Newborn Dies of Neglect at Luanda Hospital

Groaning with the pains of labor, Florinda Domingos writhed on the ground in the parking lot at the Augusto N’gangula Maternity and Pediatric Hospital in Luanda on the night of September 9.

Bystanders called for the medical team to come and attend to the woman in labor, who had been ordered out of the hospital waiting room by guards acting on the orders of the hospital staff. Her family members and other patients’ relatives also called frantically on the hospital personnel, who were ignoring calls for help.

Ms. Domingos’s sister-in-law, Flora Rosita, told Maka Angola that Florinda “was thrown out of the waiting room by the guards because the doctors said she was only permitted to enter the waiting room at midnight.”

Cândida Nimila, another sister-in-law, explained that the hospital staff had ordered that Ms. Domingos receive attention only at midnight. Seven months pregnant, she had gone into labor prematurely.

Maka Angola can confirm that there were several unoccupied seats in the waiting room, and that most of the people inside were not patients.

At exactly 10.25am Ms. Domingos gave birth to a boy on the ground of the parking lot, between two parked ambulances, without medical assistance, and witnessed by guards, family members and Maka Angola’s journalist.

Only then did two bad-mannered and unrushed nurses arrive at the scene. On their way, they found time to instruct the guards and a policeman to expel from the hospital all those who had been trying to solicit help for Ms. Domingos and her newborn baby.

Only then did they give any attention to the new mother by cutting the umbilical cord.

One of the nurses took the newborn away, wrapped in a cloth belonging to his mother. The other nurse took Florinda Domingos by the hand and asked her to go inside the hospital, several meters away. There was no stretcher or wheelchair to take her. The family was left to clean the area where the child had been born.

The baby died in the incubator around 4am, according to the death certificate issued by the hospital. The family, who had spent the night at the hospital, was not informed until 10am. Cândida Nimila accused the medical team of hiding the truth. “This morning I had to keep insisting that they let us see the baby since that was the family’s right. Only then did they tell us the baby was dead,” Ms. Nimila said.

Hospital guards and the families of other patients told Maka Angola of corrupt practices that determine who is allowed into the waiting room and who has priority for treatment. Ms. Domingos’s family, who are poor and live in Boavista, managed to pay 2,000 kwanzas (US$20) to one of the nurses, but even this was not enough to secure a place in the waiting room.

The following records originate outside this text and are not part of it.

//! Error types for host USB operations.
//!
//! This module defines error types for the host capabilities the agent
//! consumes: USB subsystem initialization, device enumeration, attribute
//! queries and directory listing.

/// Result type alias for hardware operations.
pub type Result<T> = std::result::Result<T, HardwareError>;

/// Errors that can occur during host USB operations.
#[derive(Debug, thiserror::Error)]
pub enum HardwareError {
    /// The USB subsystem could not be initialized after all attempts.
    ///
    /// This is the only hardware error that is fatal to the agent.
    #[error("USB subsystem unavailable after {attempts} attempts: {message}")]
    SubsystemUnavailable { attempts: u32, message: String },

    /// Listing the attached devices failed.
    #[error("Enumeration failed: {message}")]
    Enumeration { message: String },

    /// Operation timed out after specified duration.
    #[error("{operation} timed out after {duration_ms}ms")]
    Timeout { operation: String, duration_ms: u64 },

    /// Attribute query for a device node failed.
    #[error("Attribute query failed for {node}: {message}")]
    AttributeQuery { node: String, message: String },

    /// Generic I/O error.
    #[error("I/O error: {0}")]
    Io(#[from] std::io::Error),
}

impl HardwareError {
    /// Create a new subsystem unavailable error.
    pub fn subsystem_unavailable(attempts: u32, message: impl Into<String>) -> Self {
        Self::SubsystemUnavailable {
            attempts,
            message: message.into(),
        }
    }

    /// Create a new enumeration error.
    pub fn enumeration(message: impl Into<String>) -> Self {
        Self::Enumeration {
            message: message.into(),
        }
    }

    /// Create a new timeout error.
    pub fn timeout(operation: impl Into<String>, duration_ms: u64) -> Self {
        Self::Timeout {
            operation: operation.into(),
            duration_ms,
        }
    }

    /// Create a new attribute query error.
    pub fn attribute_query(node: impl Into<String>, message: impl Into<String>) -> Self {
        Self::AttributeQuery {
            node: node.into(),
            message: message.into(),
        }
    }

    /// Whether this error must stop the agent.
    pub fn is_fatal(&self) -> bool {
        matches!(self, Self::SubsystemUnavailable { .. })
    }
}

“With no shame or anything, the nurse did not even give back the 2000 kwanzas after what happened,” Ms. Nimila said.

Meanwhile, according to official propaganda, “one of the main causes of death at the Augusto N’gangula Hospital is that women in labor arrive too late to receive help,” as indicated by the state daily Jornal de Angola on June 4, 2012.

On August 10, health minister José Van-Dúnem re-inaugurated the hospital after renovation work. The minister said: “We will continue to work so that all have access to decent health facilities, we are trying to eradicate child mortality in our country”. The hospital staff threw Florinda Domingos out of the same new hospital wing, decorated with a plaque next to the door which marks the re-inauguration of the hospital by Mr. Van-Dúnem.

The newborn boy, who was never named, was buried in Luanda’s Cemetery 14.